··· EXERCISE INPUT

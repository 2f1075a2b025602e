// Schema registry: the field catalog and whole-image decode/encode

use super::allocator;
use super::schema::{MenuNode, Schema, TuneDocument};
use crate::arena::ByteArena;
use crate::bitwise::format_number;
use crate::conditional::{parse_expr, ConditionEvaluator, ExprEvaluator};
use crate::core::{Axis, Value, ValueTree, VariableTable};
use crate::error::{SchemaError, TuneError, TuneResult};
use crate::fields::{FieldDescriptor, RegionAllocator, Table};
use serde_json::Value as Json;
use std::cell::RefCell;
use std::collections::HashMap;
use std::ops::Range;

/// Largest image whose offsets all fit a 2-byte table pointer
pub const MAX_TABLE_IMAGE: usize = 0x1_0000;

/// Immutable field catalog built from a schema
///
/// Holds no tune state; every operation borrows the arena it works on.
#[derive(Debug, Clone)]
pub struct Config {
    total_size: usize,
    table_offset: usize,
    variables: VariableTable,
    /// Declaration order
    fields: Vec<FieldDescriptor>,
    by_name: HashMap<String, usize>,
    /// Indices into `fields` of every table
    tables: Vec<usize>,
    menu: Vec<MenuNode>,
    source: Json,
}

impl Config {
    pub fn new(schema: Schema) -> Result<Self, SchemaError> {
        let variables = VariableTable::new(schema.variables)?;

        let mut by_name = HashMap::with_capacity(schema.fields.len());
        let mut tables = Vec::new();
        for (i, field) in schema.fields.iter().enumerate() {
            if by_name.insert(field.short_name().to_string(), i).is_some() {
                return Err(SchemaError::DuplicateField(field.short_name().to_string()));
            }

            let (offset, len) = field.span();
            let end = offset + len;
            if end > schema.total_size {
                return Err(SchemaError::FieldOutOfBounds {
                    field: field.short_name().to_string(),
                    end,
                    total: schema.total_size,
                });
            }

            if field.as_table().is_some() {
                tables.push(i);
            }
        }

        // Pointer 0 means "no table", and pointers are two bytes wide
        if !tables.is_empty()
            && (schema.table_offset == 0
                || schema.table_offset > schema.total_size
                || schema.total_size > MAX_TABLE_IMAGE)
        {
            return Err(SchemaError::InvalidTableRegion {
                start: schema.table_offset,
                total: schema.total_size,
            });
        }

        let config = Self {
            total_size: schema.total_size,
            table_offset: schema.table_offset,
            variables,
            fields: schema.fields,
            by_name,
            tables,
            menu: schema.menu,
            source: schema.source,
        };
        config.check_menu_references(&config.menu)?;

        tracing::debug!(
            "Loaded schema: {} bytes, {} fields ({} tables), {} variables",
            config.total_size,
            config.fields.len(),
            config.tables.len(),
            config.variables.len()
        );
        Ok(config)
    }

    pub fn from_json(source: &Json) -> Result<Self, SchemaError> {
        Self::new(Schema::from_json(source)?)
    }

    /// Conditionals and `$field` titles may only name known fields
    fn check_menu_references(&self, nodes: &[MenuNode]) -> Result<(), SchemaError> {
        for node in nodes {
            if let Some((_, name)) = node.title().split_once('$') {
                self.field(name)?;
            }
            if let Some(cond) = node.conditional() {
                let expr = parse_expr(cond).map_err(|e| SchemaError::Malformed(e.to_string()))?;
                for name in expr.names() {
                    self.field(name)?;
                }
            }
            self.check_menu_references(node.children())?;
        }
        Ok(())
    }

    pub fn total_size(&self) -> usize {
        self.total_size
    }

    pub fn table_offset(&self) -> usize {
        self.table_offset
    }

    pub fn variables(&self) -> &VariableTable {
        &self.variables
    }

    pub fn menu(&self) -> &[MenuNode] {
        &self.menu
    }

    /// The schema JSON this registry was built from
    pub fn source(&self) -> &Json {
        &self.source
    }

    /// All fields in declaration order
    pub fn fields(&self) -> impl Iterator<Item = &FieldDescriptor> {
        self.fields.iter()
    }

    pub fn field(&self, short_name: &str) -> Result<&FieldDescriptor, SchemaError> {
        self.by_name
            .get(short_name)
            .map(|&i| &self.fields[i])
            .ok_or_else(|| SchemaError::UnknownField(short_name.to_string()))
    }

    pub fn tables(&self) -> impl Iterator<Item = &Table> {
        self.tables.iter().filter_map(|&i| self.fields[i].as_table())
    }

    pub fn table(&self, short_name: &str) -> Result<&Table, SchemaError> {
        self.field(short_name)?
            .as_table()
            .ok_or_else(|| SchemaError::UnknownField(short_name.to_string()))
    }

    fn check_size(&self, arena: &ByteArena) -> TuneResult<()> {
        if arena.len() != self.total_size {
            return Err(TuneError::ImageSize {
                expected: self.total_size,
                actual: arena.len(),
            });
        }
        Ok(())
    }

    /// Decode every field
    pub fn decode(&self, arena: &ByteArena) -> TuneResult<ValueTree> {
        self.check_size(arena)?;
        let tree = self
            .fields
            .iter()
            .map(|f| -> TuneResult<(String, Value)> {
                Ok((f.short_name().to_string(), f.decode(arena, &self.variables)?))
            })
            .collect::<TuneResult<ValueTree>>()?;
        tracing::info!("Decoded {} fields from {}-byte tune", tree.len(), arena.len());
        Ok(tree)
    }

    /// Encode @values into a fresh zeroed image
    ///
    /// Fields are written in schema declaration order, so tables land in the
    /// same places whatever order the map iterates in. Fields missing from
    /// @values stay zero.
    pub fn encode(&self, values: &ValueTree) -> TuneResult<ByteArena> {
        if let Some(unknown) = values.keys().find(|k| !self.by_name.contains_key(*k)) {
            return Err(SchemaError::UnknownField(unknown.clone()).into());
        }

        let mut arena = ByteArena::zeroed(self.total_size);
        for field in &self.fields {
            if let Some(value) = values.get(field.short_name()) {
                field.encode(&mut arena, &self.variables, self, value)?;
            }
        }
        tracing::info!("Encoded {} fields into {}-byte tune", values.len(), arena.len());
        Ok(arena)
    }

    /// Encode @values in the order given
    ///
    /// Table placement follows that order, so different orders can yield
    /// different (equally valid) layouts.
    pub fn encode_ordered(&self, values: &[(String, Value)]) -> TuneResult<ByteArena> {
        let fields = values
            .iter()
            .map(|(name, value)| -> TuneResult<_> { Ok((self.field(name)?, value)) })
            .collect::<TuneResult<Vec<_>>>()?;

        let mut arena = ByteArena::zeroed(self.total_size);
        for (field, value) in fields {
            field.encode(&mut arena, &self.variables, self, value)?;
        }
        tracing::info!("Encoded {} fields into {}-byte tune", values.len(), arena.len());
        Ok(arena)
    }

    pub fn get_field(&self, arena: &ByteArena, short_name: &str) -> TuneResult<Value> {
        self.field(short_name)?.decode(arena, &self.variables)
    }

    /// Write one field of a live tune
    pub fn set_field(&self, arena: &mut ByteArena, short_name: &str, value: &Value) -> TuneResult<()> {
        let field = self.field(short_name)?;
        field.encode(arena, &self.variables, self, value)?;
        tracing::debug!("Set {} to {}", short_name, value);
        Ok(())
    }

    pub fn set_table_cell(
        &self,
        arena: &mut ByteArena,
        short_name: &str,
        row: usize,
        col: usize,
        value: f64,
    ) -> TuneResult<()> {
        self.table(short_name)?.set_cell(arena, row, col, value)
    }

    /// `(pointer, size)` of every allocated table
    pub fn live_tables(&self, arena: &ByteArena) -> TuneResult<Vec<(usize, usize)>> {
        let mut live = Vec::new();
        for table in self.tables() {
            let ptr = table.table_ptr(arena)?;
            if ptr != 0 {
                live.push((ptr, table.table_len(arena)?));
            }
        }
        Ok(live)
    }

    /// Free gaps of the table region, in address order
    pub fn free_table_space(&self, arena: &ByteArena) -> TuneResult<Vec<Range<usize>>> {
        let live = self.live_tables(arena)?;
        Ok(allocator::free_ranges(self.table_offset, self.total_size, &live))
    }

    pub fn total_free_table_space(&self, arena: &ByteArena) -> TuneResult<usize> {
        Ok(allocator::total_free(&self.free_table_space(arena)?))
    }

    /// Give a table an empty region if it has none; returns its pointer
    pub fn ensure_table(&self, arena: &mut ByteArena, short_name: &str) -> TuneResult<usize> {
        let table = self.table(short_name)?;
        match table.table_ptr(arena)? {
            0 => table.allocate_empty(arena, self),
            ptr => Ok(ptr),
        }
    }

    /// Move a table to a region sized for new axes
    ///
    /// Interpolation settings carry over and the cells start at zero. On
    /// failure the old table is left as it was.
    pub fn reshape_table(
        &self,
        arena: &mut ByteArena,
        short_name: &str,
        x_axis: Option<&Axis>,
        y_axis: Option<&Axis>,
    ) -> TuneResult<usize> {
        self.table(short_name)?
            .reshape(arena, &self.variables, self, x_axis, y_axis)
    }

    /// Evaluate @expr with the built-in evaluator
    pub fn eval_conditional(&self, arena: &ByteArena, expr: &str) -> TuneResult<bool> {
        self.eval_conditional_with(arena, expr, &ExprEvaluator)
    }

    pub fn eval_conditional_with(
        &self,
        arena: &ByteArena,
        expr: &str,
        evaluator: &dyn ConditionEvaluator,
    ) -> TuneResult<bool> {
        // Unknown names are the evaluator's to report; a field that fails to
        // decode is reported as itself
        let failure = RefCell::new(None);
        let lookup = |name: &str| {
            let field = self.field(name).ok()?;
            match field.decode(arena, &self.variables) {
                Ok(value) => Some(value),
                Err(e) => {
                    tracing::warn!("Conditional {:?}: can not decode {}: {}", expr, name, e);
                    failure.borrow_mut().get_or_insert(e);
                    None
                }
            }
        };
        let result = evaluator.evaluate(&lookup, expr);
        if let Some(e) = failure.into_inner() {
            return Err(e);
        }
        Ok(result?)
    }

    /// Current state of every conditional in the menu
    ///
    /// Fields are keyed by short name and pages by title, in menu order.
    pub fn conditional_states(&self, arena: &ByteArena) -> TuneResult<Vec<(String, bool)>> {
        let mut states = Vec::new();
        self.collect_states(arena, &self.menu, &mut states)?;
        Ok(states)
    }

    fn collect_states(
        &self,
        arena: &ByteArena,
        nodes: &[MenuNode],
        states: &mut Vec<(String, bool)>,
    ) -> TuneResult<()> {
        for node in nodes {
            if let Some(cond) = node.conditional() {
                let key = match node {
                    MenuNode::Field { short_name, .. } => short_name.clone(),
                    _ => node.title().to_string(),
                };
                states.push((key, self.eval_conditional(arena, cond)?));
            }
            self.collect_states(arena, node.children(), states)?;
        }
        Ok(())
    }

    /// Expand a `"Label$field"` menu title with the field's current value
    pub fn menu_title(&self, arena: &ByteArena, title: &str) -> TuneResult<String> {
        let (label, name) = match title.split_once('$') {
            Some(parts) => parts,
            None => return Ok(title.to_string()),
        };
        let field = self.field(name)?;
        let shown = match field.decode(arena, &self.variables)? {
            Value::Number(n) => match field {
                FieldDescriptor::Scalar(s) => format_number(n, s.exponent),
                _ => n.to_string(),
            },
            Value::Text(s) | Value::Variable(s) => s,
            Value::Table(_) | Value::Absent => String::new(),
        };
        if shown.is_empty() {
            Ok(label.to_string())
        } else {
            Ok(format!("{} - {}", label, shown))
        }
    }

    /// Schema and values together, as saved by an editor
    pub fn decode_document(&self, arena: &ByteArena) -> TuneResult<TuneDocument> {
        Ok(TuneDocument {
            config: self.source.clone(),
            tune: self.decode(arena)?,
        })
    }

    pub fn encode_document(&self, document: &TuneDocument) -> TuneResult<ByteArena> {
        self.encode(&document.tune)
    }

    /// Build the registry a document carries and encode its values
    pub fn load_document(document: &TuneDocument) -> TuneResult<(Config, ByteArena)> {
        let config = Config::from_json(&document.config)?;
        let arena = config.encode_document(document)?;
        Ok((config, arena))
    }
}

impl RegionAllocator for Config {
    fn allocate(&self, arena: &ByteArena, size: usize) -> TuneResult<usize> {
        let ranges = self.free_table_space(arena)?;
        allocator::first_fit(&ranges, size).ok_or_else(|| TuneError::OutOfSpace {
            requested: size,
            largest_free: allocator::largest_free(&ranges),
        })
    }
}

······

[DIRECTIONS FOR THIS TASK]:
Write down again, exactly as given, only the lines above that fall from the line with "pub fn total_free_table_space(&self, arena: &ByteArena)" to the line with "that fails to", inclusive.

[TASK RESPONSE]:
    pub fn total_free_table_space(&self, arena: &ByteArena) -> TuneResult<usize> {
        Ok(allocator::total_free(&self.free_table_space(arena)?))
    }

    /// Give a table an empty region if it has none; returns its pointer
    pub fn ensure_table(&self, arena: &mut ByteArena, short_name: &str) -> TuneResult<usize> {
        let table = self.table(short_name)?;
        match table.table_ptr(arena)? {
            0 => table.allocate_empty(arena, self),
            ptr => Ok(ptr),
        }
    }

    /// Move a table to a region sized for new axes
    ///
    /// Interpolation settings carry over and the cells start at zero. On
    /// failure the old table is left as it was.
    pub fn reshape_table(
        &self,
        arena: &mut ByteArena,
        short_name: &str,
        x_axis: Option<&Axis>,
        y_axis: Option<&Axis>,
    ) -> TuneResult<usize> {
        self.table(short_name)?
            .reshape(arena, &self.variables, self, x_axis, y_axis)
    }

    /// Evaluate @expr with the built-in evaluator
    pub fn eval_conditional(&self, arena: &ByteArena, expr: &str) -> TuneResult<bool> {
        self.eval_conditional_with(arena, expr, &ExprEvaluator)
    }

    pub fn eval_conditional_with(
        &self,
        arena: &ByteArena,
        expr: &str,
        evaluator: &dyn ConditionEvaluator,
    ) -> TuneResult<bool> {
        // Unknown names are the evaluator's to report; a field that fails to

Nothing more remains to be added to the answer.